I am convinced that this poor guy looks better than I do at the moment LOL.
And being a caring sort of guy I have spared you all from having to suffer looking at a “selfie” of me in my current state!
Having written my post on “Changes and Challenges Ahead” the other day, by the evening I was feeling decidedly unwell and took to my bed and that is pretty much where I have stayed ever since. (Other that is than getting up a couple of times to welcome visitors from church who have very kindly brought me in some shopping, food and a constant supply of cold remedies and tissues – for which I am extremely thankful!)
Even reading is just too much effort at the moment and so I am extremely thankful for the audio recordings of the sermons preached at my church, among other internet resources out there – which I am at least able to listen to whilst in bed and on the rare occasions when I am actually awake.
This morning a delivery arrived for me – which I have been waiting for and so I thought I would take a moment to post a little post thanking you all for your kindness and prayers before retiring back to my bed.
In truth I am hoping that this flu is starting to break now. I am not as “bunged up” as I have been and although I ache in places I never knew I had places, once again I am down but not out – and I give thanks for that.
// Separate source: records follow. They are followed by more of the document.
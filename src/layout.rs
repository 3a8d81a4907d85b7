//! Band layout engine for the trajectory chart
//!
//! Computes the stacked ribbon geometry: the visual y-range for the ribbon
//! stack, the asymmetric tightening that keeps the portfolio's starting value
//! near the vertical middle, and one contiguous `{value_low, value}` interval
//! per (year, scenario) band. All geometry is recomputed from scratch per
//! chart-build call; nothing is cached across calls.

use crate::data::ScenarioSpec;
use crate::error::ChartError;
use crate::prepare::TrajectoryRow;
use crate::refdata::TechnologyDirection;

/// Maximum tolerated difference between the start value's fractional
/// distances from the two borders before one border is tightened.
pub const CENTERING_THRESHOLD: f64 = 0.1;

/// Metric name of the synthetic band beyond the least sustainable scenario.
pub const WORSE_BAND_METRIC: &str = "worse_than_scenarios";

/// The visual y-range of the ribbon stack.
#[derive(Debug, Clone, Copy, PartialEq)]
pub struct AreaBorders {
    pub lower: f64,
    pub upper: f64,
}

impl AreaBorders {
    /// Tighten whichever border is farther from `start_value` so that the
    /// start value sits within 10 percentage-points-of-span from center.
    ///
    /// One-directional: only the farther border moves, and only when the
    /// fractional distances differ by more than [`CENTERING_THRESHOLD`].
    /// The two cases are deliberately separate branches; the moved border
    /// ends up `CENTERING_THRESHOLD` of the original span past the start
    /// value's distance to the untouched border.
    pub fn centered_on(self, start_value: f64) -> AreaBorders {
        let span = self.upper - self.lower;
        let dist_lower = (start_value - self.lower) / span;
        let dist_upper = (self.upper - start_value) / span;

        if dist_lower - dist_upper > CENTERING_THRESHOLD {
            AreaBorders {
                lower: start_value - (dist_upper + CENTERING_THRESHOLD) * span,
                upper: self.upper,
            }
        } else if dist_upper - dist_lower > CENTERING_THRESHOLD {
            AreaBorders {
                lower: self.lower,
                upper: start_value + (dist_lower + CENTERING_THRESHOLD) * span,
            }
        } else {
            self
        }
    }
}

/// One scenario band at one year, bounded by `value_low` and `value`.
#[derive(Debug, Clone, PartialEq)]
pub struct BandRow {
    pub year: i32,
    pub metric: String,
    pub value_low: f64,
    pub value: f64,
}

/// Output of the layout engine: the y-range plus one band row per
/// (year, scenario), the synthetic worse-than-scenarios band last.
#[derive(Debug, Clone, PartialEq)]
pub struct BandLayout {
    pub borders: AreaBorders,
    pub bands: Vec<BandRow>,
}

/// Global value bounds across all rows in the input window.
///
/// Fails with [`ChartError::DegenerateRange`] when every value is identical,
/// since the fractional distances used for centering would be undefined.
pub fn area_borders(rows: &[TrajectoryRow]) -> Result<AreaBorders, ChartError> {
    if rows.is_empty() {
        return Err(ChartError::EmptyInput);
    }
    let mut lower = f64::INFINITY;
    let mut upper = f64::NEG_INFINITY;
    for row in rows {
        lower = lower.min(row.value);
        upper = upper.max(row.value);
    }
    if upper == lower {
        return Err(ChartError::DegenerateRange { value: lower });
    }
    Ok(AreaBorders { lower, upper })
}

/// Compute the stacked band geometry for a trajectory chart.
///
/// `scenario_specs` is ordered most to least sustainable; `direction` decides
/// which border is the "worst" extreme and therefore which direction the
/// bands stack in. For every year the produced intervals, in spec order plus
/// the synthetic band, are contiguous and exactly tile the borders.
pub fn compute_band_layout(
    rows: &[TrajectoryRow],
    scenario_specs: &[ScenarioSpec],
    direction: TechnologyDirection,
) -> Result<BandLayout, ChartError> {
    let borders = area_borders(rows)?;

    // Empty rows is caught above, so a minimum year exists.
    let start_year = rows.iter().map(|r| r.year).min().unwrap_or_default();
    let start_value = rows
        .iter()
        .find(|r| r.year == start_year && r.kind == crate::data::MetricKind::Portfolio)
        .map(|r| r.value);
    // Without a portfolio start value the borders stay at the raw extremes.
    let borders = match start_value {
        Some(value) => borders.centered_on(value),
        None => borders,
    };

    let mut years: Vec<i32> = rows.iter().map(|r| r.year).collect();
    years.sort_unstable();
    years.dedup();

    let mut bands = Vec::with_capacity(years.len() * (scenario_specs.len() + 1));
    for &year in &years {
        match direction {
            // High values are bad: stack upward from the lower border, the
            // synthetic band pins to the upper border.
            TechnologyDirection::Brown => {
                let mut floor = borders.lower;
                for spec in scenario_specs {
                    let ceiling = scenario_value(rows, &spec.scenario, year)
                        .map(|v| v.clamp(floor, borders.upper))
                        .unwrap_or(floor);
                    bands.push(BandRow {
                        year,
                        metric: spec.scenario.clone(),
                        value_low: floor,
                        value: ceiling,
                    });
                    floor = ceiling;
                }
                bands.push(BandRow {
                    year,
                    metric: WORSE_BAND_METRIC.to_string(),
                    value_low: floor,
                    value: borders.upper,
                });
            }
            // Low values are bad: mirrored stacking downward from the upper
            // border, the synthetic band pins to the lower border.
            TechnologyDirection::Green => {
                let mut ceiling = borders.upper;
                for spec in scenario_specs {
                    let floor = scenario_value(rows, &spec.scenario, year)
                        .map(|v| v.clamp(borders.lower, ceiling))
                        .unwrap_or(ceiling);
                    bands.push(BandRow {
                        year,
                        metric: spec.scenario.clone(),
                        value_low: floor,
                        value: ceiling,
                    });
                    ceiling = floor;
                }
                bands.push(BandRow {
                    year,
                    metric: WORSE_BAND_METRIC.to_string(),
                    value_low: borders.lower,
                    value: ceiling,
                });
            }
        }
    }

    Ok(BandLayout { borders, bands })
}

fn scenario_value(rows: &[TrajectoryRow], metric: &str, year: i32) -> Option<f64> {
    rows.iter()
        .find(|r| r.year == year && r.metric == metric)
        .map(|r| r.value)
}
Whilst in bed I have been trying to catch up on all the comments that have been posted on the various blogs that I am involved with and one comment on “Christian Concern For Mental Health” really challenged and encouraged me today. It read – or the part I am specifically referring to read…
Nothing has brought me closer to my Creator than experiencing depression, and there’s much potential for other mental sufferers, with the right support and guidance, to also experience their suffering as a means to know God more personally.
Like the person commenting, I have, for many years, struggled with some people’s attitudes towards mental health and suffering and sadly especially some of the attitudes often expressed within the body of Christ concerning it. And this latest episode of ill-health has given me even more time to reflect on this.
I will praise God with or without my illnesses and I will accept His sovereignty with it, without it, in it, through it and beyond it.
Hopefully, as I said, this flu is now breaking and I will be up and able to post more regularly again soon! But until then I will just say “Praise the Lord and pass the tissues!”